Exercise prompt | Please restate, word for word, the lines below that begin at the one with "use super::features::TreePlacement;" and end at the one with "so two worlds". Leave out all other lines.

Data |
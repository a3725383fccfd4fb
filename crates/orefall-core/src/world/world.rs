//! World facade - generation orchestration, tile queries, and edits

use ahash::AHashSet;
use glam::{IVec2, Vec2};
use rand::SeedableRng;
use rand_xoshiro::Xoshiro256StarStar;

use super::chunk_store::ChunkStore;
use super::column::{ColumnStore, MountainProfile, StoneProfile};
use super::features::TreePlacement;
use super::generation::WorldGenerator;
use super::tile::TileKind;
use super::view;
use super::worldgen_config::WorldGenConfig;

/// The world: sparse chunks over procedurally generated column metadata.
///
/// All generation draws from one seeded stream in call order, so two worlds
/// with the same seed evolve identically only under identical call
/// sequences. Single-threaded by design; every query and mutation runs to
/// completion on the calling thread.
pub struct World {
    generator: WorldGenerator,
    columns: ColumnStore,
    chunks: ChunkStore,
    trees: TreePlacement,
    rng: Xoshiro256StarStar,
}

impl World {
    /// World with the default configuration.
    pub fn new(seed: u64) -> Self {
        Self::from_config(seed, WorldGenConfig::default())
    }

    pub fn from_config(seed: u64, config: WorldGenConfig) -> Self {
        Self {
            generator: WorldGenerator::from_config(config),
            columns: ColumnStore::new(),
            chunks: ChunkStore::new(),
            trees: TreePlacement::new(),
            rng: Xoshiro256StarStar::seed_from_u64(seed),
        }
    }

    pub fn config(&self) -> &WorldGenConfig {
        self.generator.config()
    }

    /// Make sure every column visible from `view_position` (plus margin)
    /// has full metadata, generating missing strides. A fully generated
    /// window is a draw-free no-op, so calling this every tick is fine.
    pub fn ensure_generated(&mut self, view_position: Vec2) {
        let view = &self.generator.config().view;
        let center = (view_position.x / view.tile_size) as i32;
        let range = view.view_range + view.generation_margin;
        let stride = view.generation_stride;
        let (min_column, max_column) = (center - range, center + range);

        let mut start = min_column;
        while start <= max_column {
            let end = start + stride;
            let needs_generation = (start..=end).any(|column| {
                !self.columns.has_mountain_profile(column)
                    || !self.columns.has_stone_profile(column)
            });
            if needs_generation {
                self.generator
                    .generate_mountain_range(&mut self.columns, &mut self.rng, start, end);
                self.trees.place_trees(
                    &self.generator.config().trees,
                    &self.generator.config().world,
                    &self.columns,
                    &mut self.rng,
                    start,
                    end,
                );
            }
            start += stride;
        }
    }

    /// Effective tile at world coordinates; rows outside the vertical
    /// bounds read as `None`.
    pub fn get_tile(&mut self, column: i32, row: i32) -> TileKind {
        self.chunks
            .get_tile(column, row, &mut self.columns, &self.generator, &mut self.rng)
    }

    pub fn is_solid(&mut self, column: i32, row: i32) -> bool {
        self.get_tile(column, row).is_solid()
    }

    /// Place a tile; succeeds only onto an empty cell. Single funnel for
    /// local and replicated edits.
    pub fn place_tile(&mut self, column: i32, row: i32, kind: TileKind) -> bool {
        self.chunks.place_tile(
            column,
            row,
            kind,
            &mut self.columns,
            &self.generator,
            &mut self.rng,
        )
    }

    /// Remove a tile; succeeds only on a non-empty cell.
    pub fn remove_tile(&mut self, column: i32, row: i32) -> bool {
        self.chunks
            .remove_tile(column, row, &mut self.columns, &self.generator, &mut self.rng)
    }

    /// Apply a replicated tile change: `None` clears the cell, everything
    /// else places. Identical to the local edit path by construction, so
    /// replaying a peer's ordered edits converges.
    pub fn apply_remote_change(&mut self, column: i32, row: i32, kind: TileKind) -> bool {
        if kind == TileKind::None {
            self.remove_tile(column, row)
        } else {
            self.place_tile(column, row, kind)
        }
    }

    pub fn screen_to_column_row(&self, screen: Vec2) -> IVec2 {
        view::screen_to_column_row(&self.generator.config().view, screen)
    }

    pub fn is_within_interaction_range(
        &self,
        entity_center: Vec2,
        tile: IVec2,
        max_distance: f32,
    ) -> bool {
        view::is_within_interaction_range(
            &self.generator.config().view,
            entity_center,
            tile,
            max_distance,
        )
    }

    /// Tree markers placed so far.
    pub fn tree_positions(&self) -> &AHashSet<IVec2> {
        self.trees.positions()
    }

    pub fn mountain_profile(&self, column: i32) -> Option<&MountainProfile> {
        self.columns.mountain(column)
    }

    pub fn stone_profile(&self, column: i32) -> Option<&StoneProfile> {
        self.columns.stone(column)
    }

    pub fn chunk_count(&self) -> usize {
        self.chunks.chunk_count()
    }

    pub fn column_count(&self) -> usize {
        self.columns.len()
    }
}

Exercise output |
use super::features::TreePlacement;
use super::generation::WorldGenerator;
use super::tile::TileKind;
use super::view;
use super::worldgen_config::WorldGenConfig;

/// The world: sparse chunks over procedurally generated column metadata.
///
/// All generation draws from one seeded stream in call order, so two worlds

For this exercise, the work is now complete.